◆ **Exercise details**
Every line with "negative" in it should be copied from the data.

◆ **Dataset entries**
====================

//! HTTP client for the external price-prediction service.
//!
//! Only the request/response contract lives here. Inputs are validated with
//! the service's own rules before anything is sent.

use crate::config::MlServiceConfig;
use reqwest::{Client, Response, StatusCode};
use serde::de::DeserializeOwned;
use serde::{Deserialize, Serialize};
use std::collections::BTreeMap;
use thiserror::Error;
use tracing::{info, warn};

pub const VALID_BOROUGHS: [&str; 5] = ["Manhattan", "Brooklyn", "Queens", "Bronx", "Staten Island"];
pub const VALID_ROOM_TYPES: [&str; 3] = ["Entire home/apt", "Private room", "Shared room"];
pub const MAX_BATCH_SIZE: usize = 100;

#[derive(Error, Debug)]
pub enum PredictionError {
    #[error("Invalid prediction input: {}", .0.join("; "))]
    Validation(Vec<String>),

    #[error("Prediction service request failed: {0}")]
    Http(#[from] reqwest::Error),

    #[error("Prediction service returned {status}: {message}")]
    Service { status: u16, message: String },

    #[error("Prediction failed: {0}")]
    Failed(String),
}

pub type PredictionResult<T> = Result<T, PredictionError>;

/// Listing features sent to `/predict`
#[derive(Debug, Clone, PartialEq, Serialize, Deserialize)]
pub struct PredictionRequest {
    pub neighbourhood_group: String,
    pub neighbourhood: String,
    pub room_type: String,
    pub latitude: f64,
    pub longitude: f64,
    pub minimum_nights: i64,
    pub availability_365: i64,
    pub number_of_reviews: i64,
    pub calculated_host_listings_count: i64,
    #[serde(default, skip_serializing_if = "Option::is_none")]
    pub reviews_per_month: Option<f64>,
    #[serde(default, skip_serializing_if = "Option::is_none")]
    pub day: Option<u32>,
    #[serde(default, skip_serializing_if = "Option::is_none")]
    pub month: Option<u32>,
    #[serde(default, skip_serializing_if = "Option::is_none")]
    pub year: Option<i32>,
    #[serde(default, skip_serializing_if = "Option::is_none")]
    pub is_weekend: Option<u8>,
}

impl PredictionRequest {
    /// Fill the optional fields with the service defaults
    pub fn with_defaults(mut self) -> Self {
        self.reviews_per_month.get_or_insert(0.0);
        self.day.get_or_insert(15);
        self.month.get_or_insert(6);
        self.year.get_or_insert(2024);
        self.is_weekend.get_or_insert(0);
        self
    }

    /// Every rule the input breaks; empty when valid
    pub fn validation_errors(&self) -> Vec<String> {
        let mut errors = Vec::new();

        if !(-90.0..=90.0).contains(&self.latitude) {
            errors.push("Latitude must be between -90 and 90".to_string());
        }
        if !(-180.0..=180.0).contains(&self.longitude) {
            errors.push("Longitude must be between -180 and 180".to_string());
        }
        if self.minimum_nights < 0 {
            errors.push("minimum_nights must be non-negative".to_string());
        }
        if !(0..=365).contains(&self.availability_365) {
            errors.push("availability_365 must be between 0 and 365".to_string());
        }
        if self.number_of_reviews < 0 {
            errors.push("number_of_reviews must be non-negative".to_string());
        }
        if self.calculated_host_listings_count < 0 {
            errors.push("calculated_host_listings_count must be non-negative".to_string());
        }
        if !VALID_BOROUGHS.contains(&self.neighbourhood_group.as_str()) {
            errors.push(format!("neighbourhood_group must be one of: {:?}", VALID_BOROUGHS));
        }
        if !VALID_ROOM_TYPES.contains(&self.room_type.as_str()) {
            errors.push(format!("room_type must be one of: {:?}", VALID_ROOM_TYPES));
        }

        errors
    }

    pub fn validate(&self) -> PredictionResult<()> {
        let errors = self.validation_errors();
        if errors.is_empty() {
            Ok(())
        } else {
            Err(PredictionError::Validation(errors))
        }
    }
}

/// `/predict` response, also used for each batch entry
#[derive(Debug, Clone, PartialEq, Serialize, Deserialize)]
pub struct PredictionResponse {
    pub predicted_price: Option<f64>,
    #[serde(default)]
    pub model_used: Option<String>,
    #[serde(default)]
    pub confidence_level: Option<String>,
    #[serde(default)]
    pub individual_predictions: BTreeMap<String, f64>,
    #[serde(default)]
    pub timestamp: Option<String>,
    #[serde(default)]
    pub api_version: Option<String>,
    #[serde(default, skip_serializing_if = "Option::is_none")]
    pub batch_index: Option<usize>,
    #[serde(default, skip_serializing_if = "Option::is_none")]
    pub error: Option<String>,
}

#[derive(Debug, Clone, PartialEq, Serialize, Deserialize)]
pub struct BatchPredictionResponse {
    pub predictions: Vec<PredictionResponse>,
    pub total_count: usize,
    pub successful_count: usize,
    pub failed_count: usize,
    #[serde(default)]
    pub timestamp: Option<String>,
    #[serde(default)]
    pub api_version: Option<String>,
}

#[derive(Debug, Clone, PartialEq, Serialize, Deserialize)]
pub struct HealthStatus {
    pub status: String,
    #[serde(default)]
    pub model_loaded: bool,
    #[serde(default)]
    pub timestamp: Option<String>,
    #[serde(default)]
    pub version: Option<String>,
}

impl HealthStatus {
    pub fn is_healthy(&self) -> bool {
        self.status == "healthy" && self.model_loaded
    }
}

#[derive(Debug, Deserialize)]
struct ErrorBody {
    error: Option<String>,
    message: Option<String>,
    details: Option<String>,
    #[serde(default)]
    validation_errors: Option<serde_json::Value>,
}

impl ErrorBody {
    fn describe(self) -> String {
        let mut parts: Vec<String> = [self.error, self.message, self.details]
            .into_iter()
            .flatten()
            .collect();
        if let Some(v) = self.validation_errors {
            parts.push(v.to_string());
        }
        if parts.is_empty() {
            "no details".to_string()
        } else {
            parts.join(": ")
        }
    }
}

/// Client for the price-prediction service
#[derive(Clone)]
pub struct PricePredictorClient {
    base_url: String,
    http: Client,
}

impl PricePredictorClient {
    pub fn new(config: &MlServiceConfig) -> PredictionResult<Self> {
        let http = Client::builder().timeout(config.timeout()).build()?;
        Ok(Self {
            base_url: config.url.trim_end_matches('/').to_string(),
            http,
        })
    }

    fn url(&self, path: &str) -> String {
        format!("{}{}", self.base_url, path)
    }

    async fn decode<T: DeserializeOwned>(response: Response) -> PredictionResult<T> {
        let status = response.status();
        if status.is_success() {
            return Ok(response.json::<T>().await?);
        }
        let message = match response.json::<ErrorBody>().await {
            Ok(body) => body.describe(),
            Err(_) => status
                .canonical_reason()
                .unwrap_or("unknown error")
                .to_string(),
        };
        Err(PredictionError::Service {
            status: status.as_u16(),
            message,
        })
    }

    /// Predict one nightly price
    pub async fn predict(&self, request: PredictionRequest) -> PredictionResult<PredictionResponse> {
        request.validate()?;
        let request = request.with_defaults();
        info!(
            "Requesting price prediction for {} - {}",
            request.neighbourhood_group, request.room_type
        );

        let response = self.http.post(self.url("/predict")).json(&request).send().await?;
        let prediction: PredictionResponse = Self::decode(response).await?;

        if prediction.predicted_price.is_none() {
            let reason = prediction
                .error
                .clone()
                .unwrap_or_else(|| "no price returned".to_string());
            warn!("Prediction service returned no price: {}", reason);
            return Err(PredictionError::Failed(reason));
        }
        Ok(prediction)
    }

    /// Predict up to [`MAX_BATCH_SIZE`] prices. Entries the model could not
    /// price come back with `predicted_price: None`.
    pub async fn predict_batch(
        &self,
        requests: Vec<PredictionRequest>,
    ) -> PredictionResult<BatchPredictionResponse> {
        if requests.is_empty() {
            return Err(PredictionError::Validation(vec![
                "At least one prediction is required".to_string(),
            ]));
        }
        if requests.len() > MAX_BATCH_SIZE {
            return Err(PredictionError::Validation(vec![format!(
                "Maximum {} predictions per batch",
                MAX_BATCH_SIZE
            )]));
        }

        let errors: Vec<String> = requests
            .iter()
            .enumerate()
            .flat_map(|(i, r)| {
                r.validation_errors()
                    .into_iter()
                    .map(move |e| format!("[{}] {}", i, e))
            })
            .collect();
        if !errors.is_empty() {
            return Err(PredictionError::Validation(errors));
        }

        let predictions: Vec<PredictionRequest> =
            requests.into_iter().map(PredictionRequest::with_defaults).collect();
        let body = serde_json::json!({ "predictions": predictions });

        let response = self.http.post(self.url("/predict/batch")).json(&body).send().await?;
        let batch: BatchPredictionResponse = Self::decode(response).await?;
        info!(
            "Batch prediction completed: {}/{} successful",
            batch.successful_count, batch.total_count
        );
        Ok(batch)
    }

    /// Health check. An unhealthy service answers 503 with the same body.
    pub async fn health(&self) -> PredictionResult<HealthStatus> {
        let response = self.http.get(self.url("/health")).send().await?;
        if response.status() == StatusCode::SERVICE_UNAVAILABLE {
            return Ok(response.json::<HealthStatus>().await?);
        }
        Self::decode(response).await
    }

    /// Free-form model metadata
    pub async fn model_info(&self) -> PredictionResult<serde_json::Value> {
        let response = self.http.get(self.url("/model/info")).send().await?;
        Self::decode(response).await
    }
}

====================

◆ **Output for this task**
            errors.push("minimum_nights must be non-negative".to_string());
            errors.push("number_of_reviews must be non-negative".to_string());
            errors.push("calculated_host_listings_count must be non-negative".to_string());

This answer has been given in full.